Around twenty five vehicles competed in that that first Leadfoot Festival, and although it was strictly friends and family affair – and still-then perceived by Rod and his wife Shelly as a “one-off” – 12 months later the Leadfoot Ranch’s gates were open public for the first annual event.
It’s hard to show the sheer magnitude of the property and the path the driveway takes over the landscape without taking to the air for a birds-eye view, but as I’m sure anyone who has visited the ranch will attest: it’s big!
And it’s also beautiful. Every single turn, straight, rise and dip over the mile has been carefully planned and fastidiously executed to compliment the surroundings. For invited drivers and spectators alike the physical result is nothing short of spectacular.
The environment is just one facet of a much bigger picture though. Within the ranks of the 100-plus cars and bikes competing this year were some truly amazing machines, most of which were playing in a foreign habitat. Bearing witness to cars like the 1988 ETCC-winning Group A Eggenberger Texaco Sierra Cosworth RS500 negotiating the tight and twisting forest section was a sight (and sound) to behold.
For drivers (and riders) it’s a good excuse to pull their cars of out the garage and put them to proper use. For some it only happens once a year, and Leadfoot is the place.
For everyone, it’s an opportunity to celebrate and share their love of motorsport in a relaxed and unique way.
The 2013 line-up included familiar faces and crowd favorites like Andrew Hawkeswood and his ruthlessly fast Audi Quattro S1 replica.
And also new faces and new cars to Leadfoot, like current V8 touring car champion Angus Fogg who was back behind the wheel of the car he cut his racing teeth in. Don’t let the Mini Cooper S’s timid looks deceive you – a race-prepped BMC A-Series engine package complete with 8-port Arden cylinder head and twin side-draught Dellorto carbs bestows the car with decimating performance.
Regardless of whether fast cars or cruisers are your thing, there was something at Leadfoot for everyone, not to mention plenty of space to kick-back in.
During the 2012 event rain played havoc in the pit area turning grassed farmland into mud, which was less than ideal. If you haven’t already worked it out for yourself now though, Rod isn’t the sort of guy to do things by halves, and 12 months on he’s created a fully-sealed area big enough to house all the competing vehicles.
The relocated pit area also has its own driveway leading to the start line, effectively creating a dummy grid for drivers. With all-access for spectators, it’s a good place to check out the competing machinery close up before they head out onto the course for a run up the hill.
The centerpiece of the pit area, however, is an amazing vintage-style Mobilgas service station. It doesn’t work as such, but being perfectly dressed with genuine fuel and oil artifacts of a bygone era of motoring only adds to the overall atmosphere of Leadfoot.

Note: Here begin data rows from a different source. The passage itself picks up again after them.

use std::path::PathBuf;
use std::time::Duration;

use clap::Parser;
use fmtbridge::{ContentType, Mode, OptionsOverride, ProseWrap};

#[derive(Parser, Debug)]
#[command(name = "fmtbridge")]
#[command(about = "Format or check source text through a cached formatter backend")]
#[command(version)]
/// Command-line arguments.
pub struct Cli {
	/// File to format (reads stdin if omitted)
	pub file: Option<PathBuf>,

	/// Configuration file (defaults to <config dir>/fmtbridge/config.toml when present)
	#[arg(long, short = 'c', value_name = "PATH")]
	pub config: Option<PathBuf>,

	/// Content type or extension of the input (e.g. ts, json, md)
	#[arg(long)]
	pub ext: Option<ContentType>,

	/// Exit with status 1 instead of printing when the input is not formatted
	#[arg(long)]
	pub check: bool,

	/// Use the blocking backend path
	#[arg(long)]
	pub blocking: bool,

	/// Maximum line width
	#[arg(long, value_name = "N")]
	pub line_width: Option<u32>,

	/// Columns per indentation level
	#[arg(long, value_name = "N")]
	pub indent_width: Option<u8>,

	/// Indent with tabs
	#[arg(long, overrides_with = "no_use_tabs")]
	pub use_tabs: bool,

	/// Indent with spaces, even when the configuration file says tabs
	#[arg(long, overrides_with = "use_tabs")]
	pub no_use_tabs: bool,

	/// Prefer single quotes
	#[arg(long, overrides_with = "no_single_quote")]
	pub single_quote: bool,

	/// Prefer double quotes, even when the configuration file says single
	#[arg(long, overrides_with = "single_quote")]
	pub no_single_quote: bool,

	/// Emit statement-terminating semicolons, even when the configuration file omits them
	#[arg(long, overrides_with = "no_semicolons")]
	pub semicolons: bool,

	/// Omit statement-terminating semicolons
	#[arg(long, overrides_with = "semicolons")]
	pub no_semicolons: bool,

	/// Prose wrapping for markup (always, never, preserve)
	#[arg(long, value_name = "MODE")]
	pub prose_wrap: Option<ProseWrap>,

	/// Glob patterns the formatter skips (comma-separated)
	#[arg(long, value_delimiter = ',')]
	pub ignore: Option<Vec<String>>,

	/// Fail the call after this many milliseconds
	#[arg(long, value_name = "MS")]
	pub timeout_ms: Option<u64>,

	/// Verbose logging
	#[arg(short, long)]
	pub verbose: bool,
}

impl Cli {
	pub fn mode(&self) -> Mode {
		if self.check { Mode::Check } else { Mode::Format }
	}

	pub fn timeout(&self) -> Option<Duration> {
		self.timeout_ms.map(Duration::from_millis)
	}

	/// Options given on the command line. Switches that were not passed stay unset so the
	/// configuration file's defaults apply; each has a negated form, and the last one given wins.
	pub fn overrides(&self) -> OptionsOverride {
		OptionsOverride {
			line_width: self.line_width,
			indent_width: self.indent_width,
			use_tabs: switch(self.use_tabs, self.no_use_tabs),
			single_quote: switch(self.single_quote, self.no_single_quote),
			prose_wrap: self.prose_wrap,
			semicolons: switch(self.semicolons, self.no_semicolons),
			ignore: self.ignore.clone(),
		}
	}

	/// `--ext` wins over the file's extension.
	pub fn content_type(&self) -> Option<ContentType> {
		self.ext.or_else(|| self.file.as_deref().and_then(ContentType::from_path))
	}
}

fn switch(on: bool, off: bool) -> Option<bool> {
	match (on, off) {
		(true, _) => Some(true),
		(_, true) => Some(false),
		_ => None,
	}
}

Along with Rod’s Ford Model T parked in the forecourt, a Diamond T tow-truck from the ’40s completes the life-sized diorama perfectly.

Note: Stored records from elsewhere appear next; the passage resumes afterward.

//! Formatting options shared by every fmtbridge backend.
//!
//! This crate owns three things:
//!
//! - [`ContentType`] and [`ContentFamily`]: what kind of source text a request carries, resolved
//!   through a static extension table.
//! - [`FormatOptions`] and [`OptionsOverride`]: the normalized option set and the sparse override
//!   layers merged over it (caller over instance defaults over global defaults).
//! - The two serialization targets of a normalized option set: the external formatter's flag list
//!   ([`flags`]) and the plugin configuration objects sent to sandboxed modules
//!   ([`plugin_config`]).
//!
//! Every field of [`FormatOptions`] affects formatter output, so all of them take part in cache
//! keys computed downstream.

mod content;
mod error;
pub mod flags;
mod options;
pub mod plugin_config;

pub use content::{ContentFamily, ContentType};
pub use error::{OptionsError, Result};
pub use options::{FormatOptions, OptionsOverride, ProseWrap};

The retro theme is something quite important to the property and that shows through in the permanent buildings and farm machinery where everything has a vintage flavor. In a break from the motorsport norm, fairground-style food vendors slinging fries and corn dogs were nowhere to be found. Instead specialist stalls sold everything from wood-fired pizzas, to seafood chowder, and even fresh fruit. It’s all part and parcel of the rustic New Zealand experience.
Oh, and locally-crafted peanut butter on toast was on offer as well. I had a slice, and it was good! You gotta love the retro-inspired toaster rig that ‘Pic’ was selling his wares from too.
Before the event began I knew that ZZ Top guitarist Billy F. Gibbons was returning to the festival and this year with one of his own cars in tow. What I didn’t know was that Gibbons’ ‘Mexican Blackbird’ – a stunning ’58 Ford Thunderbird, would be sharing container space with another famous custom car from the States – SO-CAL Speed Shop’s iconic ’32 Ford Hiboy roadster.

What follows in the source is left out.